Ideally, the average temperature used to determine the parameter mum in the above equation is the temperature of oyster meat of shellstock. Clearly the temperature of oyster meat depends on the temperature of both the air and water at the time of harvest. Temperature of the oyster meat after harvest is expected to gradually equilibrate with the temperature of the air and may be modified somewhat by evaporative cooling and the extent to which oysters are properly shaded from direct sunlight aboard ship. In the absence of information to the contrary, we have assumed that the temperature of oyster meat equilibrates rapidly with that of the ambient air and have therefore used air temperature as a surrogate for oyster meat temperature. Ambient air temperature data recorded at noon from the near-shore NBDC buoys representative of various coastal regions were used for this purpose.

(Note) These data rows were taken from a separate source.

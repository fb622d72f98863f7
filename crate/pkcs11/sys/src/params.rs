// Copyright 2022 Google LLC
//
// Licensed under the Apache License, Version 2.0 (the "License");
// you may not use this file except in compliance with the License.
// You may obtain a copy of the License at
//
//      http://www.apache.org/licenses/LICENSE-2.0
//
// Unless required by applicable law or agreed to in writing, software
// distributed under the License is distributed on an "AS IS" BASIS,
// WITHOUT WARRANTIES OR CONDITIONS OF ANY KIND, either express or implied.
// See the License for the specific language governing permissions and
// limitations under the License.

//! Mechanism parameter structures.

use crate::types::{
    zeroed_default, CK_BBOOL, CK_BYTE, CK_BYTE_PTR, CK_EC_KDF_TYPE, CK_MECHANISM_TYPE,
    CK_OBJECT_HANDLE, CK_PKCS5_PBKD2_PSEUDO_RANDOM_FUNCTION_TYPE,
    CK_PKCS5_PBKDF2_SALT_SOURCE_TYPE, CK_RSA_PKCS_MGF_TYPE, CK_RSA_PKCS_OAEP_SOURCE_TYPE,
    CK_ULONG, CK_ULONG_PTR, CK_UTF8CHAR_PTR, CK_VERSION_PTR, CK_VOID_PTR, CK_X9_42_DH_KDF_TYPE,
};

#[repr(C)]
#[derive(Debug, Copy, Clone)]
pub struct CK_RSA_PKCS_OAEP_PARAMS {
    pub hashAlg: CK_MECHANISM_TYPE,
    pub mgf: CK_RSA_PKCS_MGF_TYPE,
    pub source: CK_RSA_PKCS_OAEP_SOURCE_TYPE,
    pub pSourceData: CK_VOID_PTR,
    pub ulSourceDataLen: CK_ULONG,
}

#[repr(C)]
#[derive(Debug, Copy, Clone)]
pub struct CK_RSA_PKCS_PSS_PARAMS {
    pub hashAlg: CK_MECHANISM_TYPE,
    pub mgf: CK_RSA_PKCS_MGF_TYPE,
    pub sLen: CK_ULONG,
}

#[repr(C)]
#[derive(Debug, Copy, Clone)]
pub struct CK_ECDH1_DERIVE_PARAMS {
    pub kdf: CK_EC_KDF_TYPE,
    pub ulSharedDataLen: CK_ULONG,
    pub pSharedData: CK_BYTE_PTR,
    pub ulPublicDataLen: CK_ULONG,
    pub pPublicData: CK_BYTE_PTR,
}

#[repr(C)]
#[derive(Debug, Copy, Clone)]
pub struct CK_ECDH2_DERIVE_PARAMS {
    pub kdf: CK_EC_KDF_TYPE,
    pub ulSharedDataLen: CK_ULONG,
    pub pSharedData: CK_BYTE_PTR,
    pub ulPublicDataLen: CK_ULONG,
    pub pPublicData: CK_BYTE_PTR,
    pub ulPrivateDataLen: CK_ULONG,
    pub hPrivateData: CK_OBJECT_HANDLE,
    pub ulPublicDataLen2: CK_ULONG,
    pub pPublicData2: CK_BYTE_PTR,
}

#[repr(C)]
#[derive(Debug, Copy, Clone)]
pub struct CK_ECMQV_DERIVE_PARAMS {
    pub kdf: CK_EC_KDF_TYPE,
    pub ulSharedDataLen: CK_ULONG,
    pub pSharedData: CK_BYTE_PTR,
    pub ulPublicDataLen: CK_ULONG,
    pub pPublicData: CK_BYTE_PTR,
    pub ulPrivateDataLen: CK_ULONG,
    pub hPrivateData: CK_OBJECT_HANDLE,
    pub ulPublicDataLen2: CK_ULONG,
    pub pPublicData2: CK_BYTE_PTR,
    pub publicKey: CK_OBJECT_HANDLE,
}

#[repr(C)]
#[derive(Debug, Copy, Clone)]
pub struct CK_X9_42_DH1_DERIVE_PARAMS {
    pub kdf: CK_X9_42_DH_KDF_TYPE,
    pub ulOtherInfoLen: CK_ULONG,
    pub pOtherInfo: CK_BYTE_PTR,
    pub ulPublicDataLen: CK_ULONG,
    pub pPublicData: CK_BYTE_PTR,
}

#[repr(C)]
#[derive(Debug, Copy, Clone)]
pub struct CK_X9_42_DH2_DERIVE_PARAMS {
    pub kdf: CK_X9_42_DH_KDF_TYPE,
    pub ulOtherInfoLen: CK_ULONG,
    pub pOtherInfo: CK_BYTE_PTR,
    pub ulPublicDataLen: CK_ULONG,
    pub pPublicData: CK_BYTE_PTR,
    pub ulPrivateDataLen: CK_ULONG,
    pub hPrivateData: CK_OBJECT_HANDLE,
    pub ulPublicDataLen2: CK_ULONG,
    pub pPublicData2: CK_BYTE_PTR,
}

#[repr(C)]
#[derive(Debug, Copy, Clone)]
pub struct CK_X9_42_MQV_DERIVE_PARAMS {
    pub kdf: CK_X9_42_DH_KDF_TYPE,
    pub ulOtherInfoLen: CK_ULONG,
    pub pOtherInfo: CK_BYTE_PTR,
    pub ulPublicDataLen: CK_ULONG,
    pub pPublicData: CK_BYTE_PTR,
    pub ulPrivateDataLen: CK_ULONG,
    pub hPrivateData: CK_OBJECT_HANDLE,
    pub ulPublicDataLen2: CK_ULONG,
    pub pPublicData2: CK_BYTE_PTR,
    pub publicKey: CK_OBJECT_HANDLE,
}

#[repr(C)]
#[derive(Debug, Copy, Clone)]
pub struct CK_KEA_DERIVE_PARAMS {
    pub isSender: CK_BBOOL,
    pub ulRandomLen: CK_ULONG,
    pub pRandomA: CK_BYTE_PTR,
    pub pRandomB: CK_BYTE_PTR,
    pub ulPublicDataLen: CK_ULONG,
    pub pPublicData: CK_BYTE_PTR,
}

#[repr(C)]
#[derive(Debug, Copy, Clone, Default)]
pub struct CK_RC2_CBC_PARAMS {
    pub ulEffectiveBits: CK_ULONG,
    pub iv: [CK_BYTE; 8],
}

#[repr(C)]
#[derive(Debug, Copy, Clone, Default)]
pub struct CK_RC2_MAC_GENERAL_PARAMS {
    pub ulEffectiveBits: CK_ULONG,
    pub ulMacLength: CK_ULONG,
}

#[repr(C)]
#[derive(Debug, Copy, Clone, Default)]
pub struct CK_RC5_PARAMS {
    pub ulWordsize: CK_ULONG,
    pub ulRounds: CK_ULONG,
}

#[repr(C)]
#[derive(Debug, Copy, Clone)]
pub struct CK_RC5_CBC_PARAMS {
    pub ulWordsize: CK_ULONG,
    pub ulRounds: CK_ULONG,
    pub pIv: CK_BYTE_PTR,
    pub ulIvLen: CK_ULONG,
}

#[repr(C)]
#[derive(Debug, Copy, Clone, Default)]
pub struct CK_RC5_MAC_GENERAL_PARAMS {
    pub ulWordsize: CK_ULONG,
    pub ulRounds: CK_ULONG,
    pub ulMacLength: CK_ULONG,
}

#[repr(C)]
#[derive(Debug, Copy, Clone)]
pub struct CK_SKIPJACK_PRIVATE_WRAP_PARAMS {
    pub ulPasswordLen: CK_ULONG,
    pub pPassword: CK_BYTE_PTR,
    pub ulPublicDataLen: CK_ULONG,
    pub pPublicData: CK_BYTE_PTR,
    pub ulPAndGLen: CK_ULONG,
    pub ulQLen: CK_ULONG,
    pub ulRandomLen: CK_ULONG,
    pub pRandomA: CK_BYTE_PTR,
    pub pPrimeP: CK_BYTE_PTR,
    pub pBaseG: CK_BYTE_PTR,
    pub pSubprimeQ: CK_BYTE_PTR,
}

#[repr(C)]
#[derive(Debug, Copy, Clone)]
pub struct CK_SKIPJACK_RELAYX_PARAMS {
    pub ulOldWrappedXLen: CK_ULONG,
    pub pOldWrappedX: CK_BYTE_PTR,
    pub ulOldPasswordLen: CK_ULONG,
    pub pOldPassword: CK_BYTE_PTR,
    pub ulOldPublicDataLen: CK_ULONG,
    pub pOldPublicData: CK_BYTE_PTR,
    pub ulOldRandomLen: CK_ULONG,
    pub pOldRandomA: CK_BYTE_PTR,
    pub ulNewPasswordLen: CK_ULONG,
    pub pNewPassword: CK_BYTE_PTR,
    pub ulNewPublicDataLen: CK_ULONG,
    pub pNewPublicData: CK_BYTE_PTR,
    pub ulNewRandomLen: CK_ULONG,
    pub pNewRandomA: CK_BYTE_PTR,
}

#[repr(C)]
#[derive(Debug, Copy, Clone)]
pub struct CK_PBE_PARAMS {
    pub pInitVector: CK_BYTE_PTR,
    pub pPassword: CK_UTF8CHAR_PTR,
    pub ulPasswordLen: CK_ULONG,
    pub pSalt: CK_BYTE_PTR,
    pub ulSaltLen: CK_ULONG,
    pub ulIteration: CK_ULONG,
}

#[repr(C)]
#[derive(Debug, Copy, Clone)]
pub struct CK_PKCS5_PBKD2_PARAMS {
    pub saltSource: CK_PKCS5_PBKDF2_SALT_SOURCE_TYPE,
    pub pSaltSourceData: CK_VOID_PTR,
    pub ulSaltSourceDataLen: CK_ULONG,
    pub iterations: CK_ULONG,
    pub prf: CK_PKCS5_PBKD2_PSEUDO_RANDOM_FUNCTION_TYPE,
    pub pPrfData: CK_VOID_PTR,
    pub ulPrfDataLen: CK_ULONG,
    pub pPassword: CK_UTF8CHAR_PTR,
    pub ulPasswordLen: CK_ULONG_PTR,
}

#[repr(C)]
#[derive(Debug, Copy, Clone)]
pub struct CK_KEY_WRAP_SET_OAEP_PARAMS {
    pub bBC: CK_BYTE,
    pub pX: CK_BYTE_PTR,
    pub ulXLen: CK_ULONG,
}

#[repr(C)]
#[derive(Debug, Copy, Clone)]
pub struct CK_SSL3_RANDOM_DATA {
    pub pClientRandom: CK_BYTE_PTR,
    pub ulClientRandomLen: CK_ULONG,
    pub pServerRandom: CK_BYTE_PTR,
    pub ulServerRandomLen: CK_ULONG,
}

#[repr(C)]
#[derive(Debug, Copy, Clone)]
pub struct CK_SSL3_MASTER_KEY_DERIVE_PARAMS {
    pub RandomInfo: CK_SSL3_RANDOM_DATA,
    pub pVersion: CK_VERSION_PTR,
}

#[repr(C)]
#[derive(Debug, Copy, Clone)]
pub struct CK_SSL3_KEY_MAT_OUT {
    pub hClientMacSecret: CK_OBJECT_HANDLE,
    pub hServerMacSecret: CK_OBJECT_HANDLE,
    pub hClientKey: CK_OBJECT_HANDLE,
    pub hServerKey: CK_OBJECT_HANDLE,
    pub pIVClient: CK_BYTE_PTR,
    pub pIVServer: CK_BYTE_PTR,
}
pub type CK_SSL3_KEY_MAT_OUT_PTR = *mut CK_SSL3_KEY_MAT_OUT;

#[repr(C)]
#[derive(Debug, Copy, Clone)]
pub struct CK_SSL3_KEY_MAT_PARAMS {
    pub ulMacSizeInBits: CK_ULONG,
    pub ulKeySizeInBits: CK_ULONG,
    pub ulIVSizeInBits: CK_ULONG,
    pub bIsExport: CK_BBOOL,
    pub RandomInfo: CK_SSL3_RANDOM_DATA,
    pub pReturnedKeyMaterial: CK_SSL3_KEY_MAT_OUT_PTR,
}

#[repr(C)]
#[derive(Debug, Copy, Clone)]
pub struct CK_KEY_DERIVATION_STRING_DATA {
    pub pData: CK_BYTE_PTR,
    pub ulLen: CK_ULONG,
}

#[repr(C)]
#[derive(Debug, Copy, Clone)]
pub struct CK_DES_CBC_ENCRYPT_DATA_PARAMS {
    pub iv: [CK_BYTE; 8],
    pub pData: CK_BYTE_PTR,
    pub length: CK_ULONG,
}

#[repr(C)]
#[derive(Debug, Copy, Clone)]
pub struct CK_AES_CBC_ENCRYPT_DATA_PARAMS {
    pub iv: [CK_BYTE; 16],
    pub pData: CK_BYTE_PTR,
    pub length: CK_ULONG,
}

#[repr(C)]
#[derive(Debug, Copy, Clone)]
pub struct CK_GCM_PARAMS {
    pub pIv: CK_BYTE_PTR,
    pub ulIvLen: CK_ULONG,
    pub ulIvBits: CK_ULONG,
    pub pAAD: CK_BYTE_PTR,
    pub ulAADLen: CK_ULONG,
    pub ulTagBits: CK_ULONG,
}
pub type CK_AES_GCM_PARAMS = CK_GCM_PARAMS;

zeroed_default!(
    CK_RSA_PKCS_OAEP_PARAMS,
    CK_RSA_PKCS_PSS_PARAMS,
    CK_ECDH1_DERIVE_PARAMS,
    CK_ECDH2_DERIVE_PARAMS,
    CK_ECMQV_DERIVE_PARAMS,
    CK_X9_42_DH1_DERIVE_PARAMS,
    CK_X9_42_DH2_DERIVE_PARAMS,
    CK_X9_42_MQV_DERIVE_PARAMS,
    CK_KEA_DERIVE_PARAMS,
    CK_RC5_CBC_PARAMS,
    CK_SKIPJACK_PRIVATE_WRAP_PARAMS,
    CK_SKIPJACK_RELAYX_PARAMS,
    CK_PBE_PARAMS,
    CK_PKCS5_PBKD2_PARAMS,
    CK_KEY_WRAP_SET_OAEP_PARAMS,
    CK_SSL3_RANDOM_DATA,
    CK_SSL3_MASTER_KEY_DERIVE_PARAMS,
    CK_SSL3_KEY_MAT_OUT,
    CK_SSL3_KEY_MAT_PARAMS,
    CK_KEY_DERIVATION_STRING_DATA,
    CK_DES_CBC_ENCRYPT_DATA_PARAMS,
    CK_AES_CBC_ENCRYPT_DATA_PARAMS,
    CK_GCM_PARAMS,
);
//! One-shot loopback HTTP server for driving the service clients against canned
//! responses, including broken ones.

use tokio::io::{AsyncReadExt, AsyncWriteExt};
use tokio::net::{TcpListener, TcpStream};

/// Accept one connection, read the full request, write `raw` verbatim and close.
/// Returns the server's base URL.
pub async fn serve_once(raw: impl Into<Vec<u8>>) -> String {
    let raw = raw.into();
    let listener = TcpListener::bind("127.0.0.1:0").await.unwrap();
    let addr = listener.local_addr().unwrap();
    tokio::spawn(async move {
        let (mut socket, _) = listener.accept().await.unwrap();
        read_request(&mut socket).await;
        let _ = socket.write_all(&raw).await;
        let _ = socket.shutdown().await;
    });
    format!("http://{}", addr)
}

/// A complete response with a `Content-Length` body.
pub fn response(status: &str, content_type: &str, body: &str) -> String {
    format!(
        "HTTP/1.1 {}\r\nContent-Type: {}\r\nContent-Length: {}\r\nConnection: close\r\n\r\n{}",
        status,
        content_type,
        body.len(),
        body
    )
}

async fn read_request(socket: &mut TcpStream) {
    let mut buf = Vec::new();
    let mut chunk = [0u8; 4096];
    loop {
        let n = match socket.read(&mut chunk).await {
            Ok(0) | Err(_) => return,
            Ok(n) => n,
        };
        buf.extend_from_slice(&chunk[..n]);
        let Some(head_end) = buf.windows(4).position(|w| w == b"\r\n\r\n") else {
            continue;
        };
        let head = String::from_utf8_lossy(&buf[..head_end]).to_ascii_lowercase();
        let body_len = head
            .lines()
            .find_map(|l| l.strip_prefix("content-length:"))
            .and_then(|v| v.trim().parse::<usize>().ok())
            .unwrap_or(0);
        if buf.len() >= head_end + 4 + body_len {
            return;
        }
    }
}
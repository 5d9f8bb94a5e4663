//! **ExternalToolRunner**: spawn a command-line program and capture its output.
//!
//! The runner knows nothing about audio; callers label each command with the stage it
//! belongs to so failures say which step broke.

use crate::error::{PipelineError, PipelineResult};
use async_trait::async_trait;
use std::ffi::{OsStr, OsString};
use std::fmt;
use std::path::PathBuf;
use std::process::Stdio;
use std::time::Instant;
use tracing::{debug, warn};

/// A program invocation plus the stage label reported on failure.
#[derive(Debug, Clone)]
pub struct ToolCommand {
    pub stage: String,
    pub program: PathBuf,
    pub args: Vec<OsString>,
}

impl ToolCommand {
    pub fn new(stage: impl Into<String>, program: impl Into<PathBuf>) -> Self {
        Self {
            stage: stage.into(),
            program: program.into(),
            args: Vec::new(),
        }
    }

    pub fn arg(mut self, arg: impl AsRef<OsStr>) -> Self {
        self.args.push(arg.as_ref().to_os_string());
        self
    }

    pub fn args<I, S>(mut self, args: I) -> Self
    where
        I: IntoIterator<Item = S>,
        S: AsRef<OsStr>,
    {
        self.args
            .extend(args.into_iter().map(|a| a.as_ref().to_os_string()));
        self
    }

    /// Value following `flag` in the argument list (e.g. the `-o` output path).
    pub fn arg_after(&self, flag: &str) -> Option<&OsStr> {
        self.args
            .iter()
            .position(|a| a == flag)
            .and_then(|i| self.args.get(i + 1))
            .map(|a| a.as_os_str())
    }
}

impl fmt::Display for ToolCommand {
    fn fmt(&self, f: &mut fmt::Formatter<'_>) -> fmt::Result {
        write!(f, "{}", self.program.display())?;
        for arg in &self.args {
            write!(f, " {}", arg.to_string_lossy())?;
        }
        Ok(())
    }
}

/// Runs external tools. Implement for tests or sandboxed execution.
#[async_trait]
pub trait ToolRunner: Send + Sync {
    /// Run to completion and return captured stdout. Non-zero exit is `ToolExecution`
    /// carrying the captured stderr.
    async fn run(&self, command: &ToolCommand) -> PipelineResult<String>;
}

/// Production runner backed by `tokio::process`.
#[derive(Debug, Default, Clone, Copy)]
pub struct ProcessRunner;

#[async_trait]
impl ToolRunner for ProcessRunner {
    async fn run(&self, command: &ToolCommand) -> PipelineResult<String> {
        let started = Instant::now();
        debug!(target: "avatar::tools", stage = %command.stage, "running: {}", command);

        let output = tokio::process::Command::new(&command.program)
            .args(&command.args)
            .stdin(Stdio::null())
            .output()
            .await
            .map_err(|e| PipelineError::ToolExecution {
                stage: command.stage.clone(),
                status: None,
                diagnostics: format!("failed to spawn {}: {}", command.program.display(), e),
            })?;

        if !output.status.success() {
            let stderr = String::from_utf8_lossy(&output.stderr).trim().to_string();
            warn!(
                target: "avatar::tools",
                stage = %command.stage,
                status = ?output.status.code(),
                "command failed: {}",
                stderr
            );
            return Err(PipelineError::ToolExecution {
                stage: command.stage.clone(),
                status: output.status.code(),
                diagnostics: stderr,
            });
        }

        debug!(
            target: "avatar::tools",
            stage = %command.stage,
            elapsed_ms = started.elapsed().as_millis() as u64,
            "command finished"
        );
        Ok(String::from_utf8_lossy(&output.stdout).into_owned())
    }
}
//! **Reply Pipeline**: the orchestration layer.
//!
//! One request runs to completion on a single logical flow:
//!
//! 1. Empty input → canned greeting (no external calls).
//! 2. Missing credentials → canned "add your API keys" reply.
//! 3. Generate segments with the language model.
//! 4. For each segment, in index order: TTS → transcode → align → encode.
//! 5. Return all segments, or fail as a whole. Partial replies are never returned.
//!
//! Stages are awaited one after another because each consumes the file the previous
//! one wrote. Intermediate files live in a per-request [`RequestWorkspace`], so separate
//! requests can run concurrently.

use crate::config::AvatarConfig;
use crate::encoder::load_media;
use crate::error::{PipelineError, PipelineResult};
use crate::fixtures::CannedReplies;
use crate::intent::{IntentGenerator, OpenAiChat};
use crate::lipsync::VisemeAligner;
use crate::segment::ReplySegment;
use crate::tools::ProcessRunner;
use crate::tts::{ElevenLabsTts, SpeechSynthesizer};
use crate::workspace::RequestWorkspace;
use std::path::PathBuf;
use std::sync::Arc;
use std::time::Instant;
use tracing::{debug, error, info, info_span, warn, Instrument};
use uuid::Uuid;

pub struct ReplyPipeline {
    intent: IntentGenerator,
    tts: Arc<dyn SpeechSynthesizer>,
    aligner: VisemeAligner,
    canned: CannedReplies,
    work_dir: PathBuf,
    credentials_ready: bool,
}

impl ReplyPipeline {
    /// Assemble from parts. Credentials are assumed present; see [`Self::with_credentials`].
    pub fn new(
        intent: IntentGenerator,
        tts: Arc<dyn SpeechSynthesizer>,
        aligner: VisemeAligner,
        canned: CannedReplies,
        work_dir: impl Into<PathBuf>,
    ) -> Self {
        Self {
            intent,
            tts,
            aligner,
            canned,
            work_dir: work_dir.into(),
            credentials_ready: true,
        }
    }

    /// Production wiring: OpenAI chat, ElevenLabs TTS, ffmpeg + Rhubarb via processes.
    pub fn from_config(config: &AvatarConfig, canned: CannedReplies) -> PipelineResult<Self> {
        config.validate()?;
        let model = Arc::new(OpenAiChat::from_config(config)?);
        let tts = Arc::new(ElevenLabsTts::from_config(config)?);
        let aligner = VisemeAligner::from_config(config, Arc::new(ProcessRunner));
        Ok(Self::new(
            IntentGenerator::new(model, config.max_segments),
            tts,
            aligner,
            canned,
            &config.work_dir,
        )
        .with_credentials(config.has_credentials()))
    }

    pub fn with_credentials(mut self, ready: bool) -> Self {
        self.credentials_ready = ready;
        self
    }

    fn ensure_credentials(&self) -> PipelineResult<()> {
        if self.credentials_ready {
            Ok(())
        } else {
            Err(PipelineError::MissingCredentials)
        }
    }

    /// Turn one user message into the full, ordered list of enriched segments.
    pub async fn respond(&self, message: Option<&str>) -> PipelineResult<Vec<ReplySegment>> {
        let message = match message.map(str::trim) {
            Some(m) if !m.is_empty() => m,
            _ => {
                info!(target: "avatar::pipeline", "empty message: sending canned greeting");
                return Ok(self.canned.greeting());
            }
        };
        if let Err(e) = self.ensure_credentials() {
            warn!(target: "avatar::pipeline", "{}: sending canned reply", e);
            return Ok(self.canned.missing_credentials());
        }

        let request_id = Uuid::new_v4();
        let span = info_span!(target: "avatar::pipeline", "reply", %request_id);
        let result = self.generate_and_enrich(message, request_id).instrument(span).await;
        if let Err(ref e) = result {
            error!(
                target: "avatar::pipeline",
                %request_id,
                kind = e.kind(),
                "reply failed: {}",
                e
            );
        }
        result
    }

    async fn generate_and_enrich(
        &self,
        message: &str,
        request_id: Uuid,
    ) -> PipelineResult<Vec<ReplySegment>> {
        let started = Instant::now();
        let segments = self.intent.generate(message).await?;
        info!(target: "avatar::pipeline", segments = segments.len(), "segments generated");

        let workspace = RequestWorkspace::create(&self.work_dir, request_id).await?;
        let mut enriched = Vec::with_capacity(segments.len());
        for segment in segments {
            enriched.push(self.enrich(segment, &workspace).await?);
        }

        info!(
            target: "avatar::pipeline",
            segments = enriched.len(),
            elapsed_ms = started.elapsed().as_millis() as u64,
            "reply assembled"
        );
        Ok(enriched)
    }

    async fn enrich(
        &self,
        segment: ReplySegment,
        workspace: &RequestWorkspace,
    ) -> PipelineResult<ReplySegment> {
        let audio = workspace.audio_path(segment.index);
        let waveform = workspace.waveform_path(segment.index);
        let track = workspace.lipsync_path(segment.index);
        debug!(
            target: "avatar::pipeline",
            request_id = %workspace.request_id(),
            index = segment.index,
            "enriching segment"
        );

        self.tts.synthesize_to_file(&segment.text, &audio).await?;
        self.aligner.align(&audio, &waveform, &track).await?;
        let media = load_media(&audio, &track).await?;
        Ok(segment.with_media(media))
    }

    /// Voice catalogue from the TTS service.
    pub async fn voices(&self) -> PipelineResult<serde_json::Value> {
        self.tts.list_voices().await
    }
}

Distribution of ambient air temperature

Examination of water and air temperatures obtained from the NOAA/NBDC database showed a strong correlation between water and air temperature. This correlation has been incorporated into the risk simulation by modeling the distribution of the difference in water versus air temperatures based on the normal distribution within any given region and season. These distributions are then used to predict the air temperature that oysters would be subjected to depending on the water temperature at the time of harvest.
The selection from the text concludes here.